Footprints of innate immune activity during HIV-1 reservoir cell evolution in early-treated infection
- PMID: 39466203
- PMCID: PMC11519379
- DOI: 10.1084/jem.20241091
Footprints of innate immune activity during HIV-1 reservoir cell evolution in early-treated infection
Abstract
Antiretroviral treatment (ART) initiation during the early stages of HIV-1 infection is associated with a higher probability of maintaining drug-free viral control during subsequent treatment interruptions, for reasons that remain unclear. Using samples from a randomized-controlled human clinical trial evaluating therapeutic HIV-1 vaccines, we here show that early ART commencement is frequently associated with accelerated and efficient selection of genome-intact HIV-1 proviruses in repressive chromatin locations during the first year after treatment initiation.

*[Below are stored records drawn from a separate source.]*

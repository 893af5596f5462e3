//! Dataflow Graph Nodes
//!
//! This module implements the node layer over the block store: mutable
//! leaves, derived block nodes, scalar nodes, and the staleness observer
//! wiring between them.
//!
//! # Concepts
//!
//! ## Leaves
//!
//! A [`BlockLeaf`] holds externally written per-entity values; a
//! [`ScalarLeaf`] holds one externally written value. Writes that change
//! nothing are absorbed; writes that change data notify observers without
//! recomputing anything.
//!
//! ## Derived nodes
//!
//! [`UnaryNode`], [`BinaryNode`], and [`TernaryNode`] cache one output
//! block per block index and recompute a block only when it is pulled
//! while stale. [`ReduceNode`] folds a block node into one scalar the same
//! way.
//!
//! ## Staleness propagation
//!
//! A write marks the affected block stale and notifies each registered
//! observer; derived nodes forward the notification when something of
//! theirs becomes newly stale. Nothing recomputes until a pull arrives;
//! the cascade is flags and callbacks only.

mod config;
mod derived;
mod leaf;
mod node;
mod observer;
mod scalar;

pub use config::GraphConfig;
pub use derived::{
    BinaryKernel, BinaryNode, BinaryScalarKernel, TernaryKernel, TernaryNode,
    TernaryScalarKernel, UnaryKernel, UnaryNode, UnaryScalarKernel,
};
pub use leaf::{BlockLeaf, LaneHandle};
pub use node::{BlockSource, ScalarSource};
pub use observer::{Invalidation, ObserverFn, ObserverId, ObserverList};
pub use scalar::{Aggregator, BlockReducer, ReduceNode, ScalarLeaf};
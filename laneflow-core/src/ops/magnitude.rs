//! Magnitude comparisons and range operators.

use std::rc::Rc;

use crate::error::GraphError;
use crate::graph::{BinaryNode, BlockSource, GraphConfig, TernaryNode};

type Source = Rc<dyn BlockSource<f32>>;

fn min_by_magnitude_lanes(a: &[f32], b: &[f32], out: &mut [f32]) {
    for ((o, &x), &y) in out.iter_mut().zip(a).zip(b) {
        *o = if x.abs() <= y.abs() { x } else { y };
    }
}

fn max_by_magnitude_lanes(a: &[f32], b: &[f32], out: &mut [f32]) {
    for ((o, &x), &y) in out.iter_mut().zip(a).zip(b) {
        *o = if x.abs() >= y.abs() { x } else { y };
    }
}

// max-then-min rather than f32::clamp: an inverted range from upstream
// data must not panic mid-pull.
fn clamp_lanes(x: &[f32], lo: &[f32], hi: &[f32], out: &mut [f32]) {
    for (((o, &v), &l), &h) in out.iter_mut().zip(x).zip(lo).zip(hi) {
        *o = v.max(l).min(h);
    }
}

fn lerp_lanes(a: &[f32], b: &[f32], t: &[f32], out: &mut [f32]) {
    for (((o, &x), &y), &w) in out.iter_mut().zip(a).zip(b).zip(t) {
        *o = (y - x).mul_add(w, x);
    }
}

/// Per lane, the operand with the smaller absolute value (ties keep the
/// left side).
pub fn min_by_magnitude(lhs: Source, rhs: Source, config: GraphConfig<f32>) -> Result<Rc<BinaryNode<f32>>, GraphError> {
    BinaryNode::new(lhs, rhs, config, min_by_magnitude_lanes)
}

/// Per lane, the operand with the larger absolute value (ties keep the
/// left side).
pub fn max_by_magnitude(lhs: Source, rhs: Source, config: GraphConfig<f32>) -> Result<Rc<BinaryNode<f32>>, GraphError> {
    BinaryNode::new(lhs, rhs, config, max_by_magnitude_lanes)
}

/// Per-lane clamp of `x` into `[lo, hi]`.
pub fn clamp(x: Source, lo: Source, hi: Source, config: GraphConfig<f32>) -> Result<Rc<TernaryNode<f32>>, GraphError> {
    TernaryNode::new(x, lo, hi, config, clamp_lanes)
}

/// Per-lane linear interpolation `a + (b - a) * t`.
pub fn lerp(a: Source, b: Source, t: Source, config: GraphConfig<f32>) -> Result<Rc<TernaryNode<f32>>, GraphError> {
    TernaryNode::new(a, b, t, config, lerp_lanes)
}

This selection process was unaffected by vaccine-induced HIV-1-specific T cell responses. Single-cell proteogenomic profiling demonstrated that cells harboring intact HIV-1 displayed a discrete phenotypic signature of immune selection by innate immune responses, characterized by a slight but significant upregulation of HLA-C, HLA-G, the IL-10 receptor, and other markers involved in innate immune regulation. Together, these results suggest an accelerated immune selection of viral reservoir cells during early-treated HIV-1 infection that seems at least partially driven by innate immune responses.
© 2024 Sun et al.
Conflict of interest statement
Disclosures: The authors declare no competing interests exist.